- Dataset excerpts -
▼

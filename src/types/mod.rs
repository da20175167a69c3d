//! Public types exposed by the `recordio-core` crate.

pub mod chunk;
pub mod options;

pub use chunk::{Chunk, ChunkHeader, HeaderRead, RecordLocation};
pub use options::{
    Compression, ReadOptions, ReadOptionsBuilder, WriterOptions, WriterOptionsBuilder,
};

▲

- About this task -
Copy out the data exactly as it stands, leaving nothing out.

- Task response -
filename src/types/mod.rs
repository da20175167a69c3d
//! Public types exposed by the `recordio-core` crate.

pub mod chunk;
pub mod options;

pub use chunk::{Chunk, ChunkHeader, HeaderRead, RecordLocation};
pub use options::{
    Compression, ReadOptions, ReadOptionsBuilder, WriterOptions, WriterOptionsBuilder,
};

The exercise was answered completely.